Inguinal endometriosis is also a rare condition. Candiani et al. [8] reviewed 958 patients with endometriosis and reported that only 0.6% of them had inguinal endometriosis. Furthermore, only a few case reports have demonstrated an inguinal ovary accompanied by endometriosis [3,4]. A differential diagnosis is essential in cases of suspected inguinal masses. Computed tomography, MRI, and ultrasonography are useful diagnostic tools; however, MRI is more accurate than computed tomography for the detection of inguinal endometriosis [9].

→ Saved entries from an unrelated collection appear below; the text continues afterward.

// SPDX-License-Identifier: (MIT OR Apache-2.0)
//! weft: a stackful coroutine runtime.
//!
//! A pool of per-core schedulers multiplexes lightweight coroutines
//! with real call stacks over OS threads. Blocking is cooperative:
//! coroutines suspend at channel/mutex/event waits, timers, and I/O
//! readiness, and never migrate off the scheduler that first ran them.
//!
//! Components:
//! - [`go`] and friends — spawn/yield/sleep/timers, scheduler handles
//! - [`Mutex`], [`Event`], [`WaitGroup`] — coroutine-aware sync
//! - [`Chan`] — bounded channel with per-operation timeouts
//! - [`Pool`] — per-scheduler object cache
//! - [`Config`]/[`configure`] — tunables
//!
//! ```no_run
//! use weft_rt as weft;
//!
//! let wg = weft::WaitGroup::new(1);
//! let ch = weft::Chan::<i32>::new(8);
//! let (wg2, ch2) = (wg.clone(), ch.clone());
//! weft::go(move || {
//!     ch2.write(42);
//!     wg2.done();
//! });
//! wg.wait();
//! assert_eq!(ch.read(), Some(42));
//! ```

pub mod chan;
pub mod config;
pub mod event;
pub mod mutex;
pub mod pool;
mod sched;
pub mod wait_group;

use std::os::unix::io::RawFd;
use std::sync::Arc;
use std::time::Duration;

use sched::manager;
use sched::scheduler::{self, SchedCore, SchedShared};

pub use chan::Chan;
pub use config::{configure, Config, ConfigError};
pub use event::{Event, SyncEvent};
pub use mutex::{Mutex, MutexGuard};
pub use pool::Pool;
pub use sched::coro::CoHandle;
pub use sched::epoll::Ev;
pub use wait_group::WaitGroup;

/// Spawn a closure as a coroutine. Thread-safe; the scheduler is picked
/// by load.
pub fn go<F>(f: F)
where
    F: FnOnce() + Send + 'static,
{
    manager::spawn(Box::new(f));
}

fn with_coroutine<R>(api: &str, f: impl FnOnce(&SchedCore) -> R) -> R {
    scheduler::try_with_current(|core| {
        if core.running_handle().is_none() {
            panic!("{} must be called from a coroutine", api);
        }
        f(core)
    })
    .unwrap_or_else(|| panic!("{} must be called from a coroutine", api))
}

/// Suspend the running coroutine until something resumes it: a timer
/// armed with [`add_timer`], an I/O event from [`add_io_event`], or an
/// explicit [`resume`].
pub fn yield_now() {
    with_coroutine("yield_now", |core| core.yield_running());
}

/// Sleep for `ms` milliseconds. Suspends the running coroutine, or
/// blocks the thread when called outside the runtime.
pub fn sleep(ms: u32) {
    let slept = scheduler::try_with_current(|core| {
        if core.running_handle().is_some() {
            core.sleep_running(ms);
            true
        } else {
            false
        }
    })
    .unwrap_or(false);
    if !slept {
        std::thread::sleep(Duration::from_millis(ms as u64));
    }
}

/// Whether the last resume of the running coroutine was caused by a
/// timer. Check right after a timed wait returns.
pub fn timeout() -> bool {
    with_coroutine("timeout", |core| core.timeout())
}

/// Arm a one-shot timer for the running coroutine, then [`yield_now`]
/// to actually suspend; the scheduler resumes it when the timer fires.
pub fn add_timer(ms: u32) {
    with_coroutine("add_timer", |core| core.add_timer_running(ms));
}

/// Whether `p` points into the running coroutine's stack. Data that
/// fails this check survives the coroutine's suspensions; data that
/// passes it may be evacuated with the stack.
pub fn on_stack<T>(p: *const T) -> bool {
    with_coroutine("on_stack", |core| core.on_stack(p as *const u8))
}

/// Register the running coroutine for readiness of `fd` in direction
/// `ev`, then [`yield_now`]; the scheduler resumes it when the fd is
/// ready. Returns false if registration failed.
pub fn add_io_event(fd: RawFd, ev: Ev) -> bool {
    with_coroutine("add_io_event", |core| core.add_io_event(fd, ev))
}

/// Drop an I/O registration for one direction.
pub fn del_io_event(fd: RawFd, ev: Ev) {
    with_coroutine("del_io_event", |core| core.del_io_event(fd, ev));
}

/// Drop both I/O registrations of `fd`.
pub fn del_io_events(fd: RawFd) {
    with_coroutine("del_io_events", |core| core.del_io_events(fd));
}

/// Monotonic milliseconds since process start; the clock every timeout
/// in this crate is measured against.
pub fn now_ms() -> u64 {
    sched::timer::now_ms()
}

/// Handle to the running coroutine, usable from any thread to
/// [`resume`] it later. None when called outside a coroutine.
pub fn current() -> Option<CoHandle> {
    scheduler::current_coroutine()
}

/// Id of the running coroutine (scheduler id in the high 32 bits).
pub fn coroutine_id() -> Option<u64> {
    scheduler::current_coroutine().map(|h| h.id())
}

/// Id of the scheduler running the current thread.
pub fn sched_id() -> Option<u32> {
    scheduler::try_with_current(|core| core.shared().id)
}

/// Make a suspended coroutine ready again. Thread-safe. The coroutine
/// must have suspended itself with a bare [`yield_now`] (after
/// [`add_timer`] or by arrangement with the resumer).
pub fn resume(co: CoHandle) {
    manager::add_ready(co);
}

/// Number of schedulers in the pool. Starts the runtime if needed.
pub fn sched_num() -> usize {
    manager::manager().scheds().len()
}

/// A handle to one scheduler, for pinning related coroutines together.
#[derive(Clone)]
pub struct SchedRef {
    shared: Arc<SchedShared>,
}

impl SchedRef {
    pub fn id(&self) -> u32 {
        self.shared.id
    }

    /// This scheduler's published load metric: cumulative loop time in
    /// microseconds. Zero while only one scheduler exists.
    pub fn cpu_time_us(&self) -> i64 {
        self.shared.cputime()
    }

    /// Spawn `f` on this specific scheduler.
    pub fn go<F>(&self, f: F)
    where
        F: FnOnce() + Send + 'static,
    {
        self.shared.push_task(Box::new(f));
    }
}

/// The scheduler the load balancer would pick next.
pub fn next_sched() -> SchedRef {
    SchedRef {
        shared: manager::manager().next().clone(),
    }
}

/// Handles to all schedulers.
pub fn scheds() -> Vec<SchedRef> {
    manager::manager()
        .scheds()
        .iter()
        .map(|s| SchedRef { shared: s.clone() })
        .collect()
}

/// Token for running scheduler 0 on the calling thread. Obtain it with
/// [`main_sched`] before any coroutine is spawned, then call
/// [`MainSched::run`] after spawning the initial work.
pub struct MainSched {
    _priv: (),
}

impl MainSched {
    /// Run scheduler 0's event loop on this thread. Returns when the
    /// runtime is stopped.
    pub fn run(self) {
        let core = manager::take_main_core().expect(
            "main_sched() must be called before the runtime starts, and run() only once",
        );
        core.run();
    }
}

/// Mark the calling thread as the future home of scheduler 0. Must be
/// called before the first coroutine is spawned.
pub fn main_sched() -> MainSched {
    manager::mark_main_thread_sched();
    let _ = manager::manager();
    MainSched { _priv: () }
}

/// Stop every scheduler and join their threads. Idempotent and
/// best-effort: coroutines still suspended are abandoned. Must be
/// called from outside the runtime's own threads.
pub fn stop_scheds() {
    if let Some(m) = manager::try_manager() {
        m.stop();
    }
}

Most cases of inguinal ovary and endometriosis are managed by wide excision [1,2,8,9]. Only a few case reports have described laparoscopic management for the treatment of inguinal ovary or endometriosis [6,10]. The laparoscopic approach may be suitable for patients in terms of fast recovery and cosmetic outcomes. In addition, collaboration with general surgery department is important to prevent recurrence of inguinal hernia.
In conclusion, we report a case of inguinal ovary with endometriosis. In this case, a laparoscopic approach was successfully performed and had the advantages of fast recovery and a favorable cosmetic outcome; therefore, the laparoscopic approach should be considered for the treatment of inguinal ovary with endometriosis.